江皖虞感受到萧胥的目光,她回望过去,瞬间明朗对方的想法。
自己也是默了,文尚殿确实好像自打她住进来后,就松散了许多。
意识到问题,江皖虞也随即跪下请罪:“是臣妾没有管理好下属,还请皇上恕罪。”
探寻皇帝踪迹是死罪,更何况对方是直接拿此信息去换卖钱财。
萧胥默了默,一张脸透露着威压,他没说怪还是不怪江皖虞。
只是转身对沈阙道:“可有查到找他那人的踪迹了?”
“回陛下,还未!”沈阙微微看向还在跪着的虞美人,眼中思绪万千。
“那你还不快去查!”萧胥冷脸沉声道。
“奴才领命!”说完沈阙弓着身子退出去。
萧胥看了看江焕玉秧等人,也挥手让人出去。
江皖虞低眉不敢言语,空气中低压的气氛凝结。
平时萧胥在她面前都是极为和煦,让她几乎忘记了对方是一位帝王的事。
而这一刻的威压,才让江皖虞明白,自己面前的人是一位帝王,而非一个普通人家的寻常男子。

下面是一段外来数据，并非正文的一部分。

//! Payment history repository
//!
//! The history table is append-only; there are no update or delete paths.

use crate::domain::entities::PaymentHistory;
use longbow_common::RepositoryError;
use sqlx::PgPool;
use uuid::Uuid;

const HISTORY_COLUMNS: &str = r#"
    id, user_id, plan_id, amount, status, reference, name, email,
    payment_date, created_at, updated_at
"#;

#[derive(Clone)]
pub struct PaymentHistoryRepository {
    pool: PgPool,
}

impl PaymentHistoryRepository {
    pub fn new(pool: PgPool) -> Self {
        Self { pool }
    }

    pub async fn create(
        &self,
        history: &PaymentHistory,
    ) -> Result<PaymentHistory, RepositoryError> {
        let sql = format!(
            r#"
            INSERT INTO payment_history (id, user_id, plan_id, amount, status, reference,
                                         name, email, payment_date, created_at, updated_at)
            VALUES ($1, $2, $3, $4, $5, $6, $7, $8, $9, $10, $11)
            RETURNING {HISTORY_COLUMNS}
            "#
        );

        sqlx::query_as::<_, PaymentHistory>(&sql)
            .bind(history.id)
            .bind(history.user_id)
            .bind(history.plan_id)
            .bind(history.amount)
            .bind(&history.status)
            .bind(&history.reference)
            .bind(&history.name)
            .bind(&history.email)
            .bind(history.payment_date)
            .bind(history.created_at)
            .bind(history.updated_at)
            .fetch_one(&self.pool)
            .await
            .map_err(RepositoryError::from_sqlx)
    }

    pub async fn list_all(
        &self,
        offset: i64,
        limit: i64,
    ) -> Result<Vec<PaymentHistory>, RepositoryError> {
        let sql = format!(
            r#"
            SELECT {HISTORY_COLUMNS} FROM payment_history
            ORDER BY payment_date DESC
            OFFSET $1 LIMIT $2
            "#
        );
        let rows = sqlx::query_as::<_, PaymentHistory>(&sql)
            .bind(offset)
            .bind(limit)
            .fetch_all(&self.pool)
            .await?;
        Ok(rows)
    }

    pub async fn list_by_user(
        &self,
        user_id: Uuid,
    ) -> Result<Vec<PaymentHistory>, RepositoryError> {
        let sql = format!(
            r#"
            SELECT {HISTORY_COLUMNS} FROM payment_history
            WHERE user_id = $1
            ORDER BY payment_date DESC
            "#
        );
        let rows = sqlx::query_as::<_, PaymentHistory>(&sql)
            .bind(user_id)
            .fetch_all(&self.pool)
            .await?;
        Ok(rows)
    }
}
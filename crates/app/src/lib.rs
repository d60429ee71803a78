//! Longbow application composition root
//!
//! Composes all domain routers into a single application.

use axum::Router;
use longbow_auth::{AuthBackend, AuthConfig};
use longbow_billing::{BillingRepositories, BillingState, PaymentEventDispatcher};
use longbow_common::Config;
use longbow_content::{ContentRepositories, ContentState};
use longbow_email::{EmailConfig, EmailServiceFactory};
use longbow_members::{MembersRepositories, MembersState};
use longbow_paystack::{client::PaystackClient, PaymentProvider, PaystackConfig};
use sqlx::PgPool;
use std::sync::Arc;

/// Create the main application router with all routes and middleware
pub async fn create_app(config: Config, pool: PgPool) -> Result<Router, anyhow::Error> {
    let members_repos = MembersRepositories::new(pool.clone());
    let billing_repos = BillingRepositories::new(pool.clone());
    let content_repos = ContentRepositories::new(pool.clone());

    let auth = AuthBackend::new(pool, AuthConfig::new(config.jwt_secret.clone()));

    let paystack_config = PaystackConfig {
        secret_key: config.paystack_secret_key.clone(),
        base_url: std::env::var("PAYSTACK_BASE_URL")
            .unwrap_or_else(|_| "https://api.paystack.co".to_string()),
    };
    let payments: Arc<dyn PaymentProvider> = Arc::new(PaystackClient::new(paystack_config));

    let email_config = EmailConfig::from_env()?;
    let email_service = EmailServiceFactory::create(email_config).await?;
    let email = Arc::from(email_service);

    let dispatcher = PaymentEventDispatcher::new(
        members_repos.clone(),
        billing_repos.clone(),
        Arc::clone(&payments),
    );

    let members_state = MembersState {
        repos: members_repos.clone(),
        auth: auth.clone(),
        payments: Arc::clone(&payments),
    };

    let billing_state = BillingState {
        members: members_repos,
        billing: billing_repos,
        dispatcher,
        payments,
        auth: auth.clone(),
        webhook_secret: config.paystack_secret_key,
    };

    let content_state = ContentState {
        repos: content_repos,
        auth,
        email,
    };

    let app = Router::new()
        .route("/health", axum::routing::get(health_check))
        .route(
            "/",
            axum::routing::get(|| async { "Longbow API v0.0.1-SNAPSHOT" }),
        )
        .merge(longbow_members::routes(members_state))
        .merge(longbow_billing::routes(billing_state))
        .merge(longbow_content::routes(content_state));

    Ok(app)
}

/// Health check endpoint
async fn health_check() -> &'static str {
    "OK"
}
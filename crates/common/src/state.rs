//! Common state machine error types
//!
//! Shared by the registration-funnel and subscription-lifecycle state
//! machines in the members domain.

use thiserror::Error;

/// Errors that can occur during state transitions
#[derive(Debug, Error, Clone, PartialEq)]
pub enum StateError {
    #[error("Invalid transition: cannot transition from {from} to {to} via {event}")]
    InvalidTransition {
        from: String,
        to: String,
        event: String,
    },

    #[error("Guard condition failed: {0}")]
    GuardFailed(String),

    #[error("Terminal state: {0} is a terminal state and cannot transition")]
    TerminalState(String),
}

/// Rejected transitions surface to clients as 400 validation failures.
impl From<StateError> for crate::Error {
    fn from(err: StateError) -> Self {
        crate::Error::Validation(err.to_string())
    }
}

未触碰到他逆鳞时,他都是和颜悦色的,可一旦触碰到他逆鳞时,一切都变得凌厉了起来。
萧胥轻轻挑起江皖虞的下巴,眼神满满的都是探究:“阿皖,经过这些时间,你心里是怎么看待朕的?”
文尚殿的奴才没有任何约束管教,萧胥不信她没有这个能力,能在他面前解释通的就是她好像接近他只为复仇和脱离安平王府,可其他的都是可有可无。
连带着他的安危她也是觉得不重要的。
江皖虞默了,萧胥在她心中一开始只是她觉得可能够依附为她报仇和脱离安平王的人,可是时间一久,她好像也忘了,自己应他的目的了。
“上次听闻朕无法给安平王定罪,你给朕甩脸色,朕没有怪你。可是阿皖,人不要太贪心,你想到什么总该要拿点东西来换不是吗?”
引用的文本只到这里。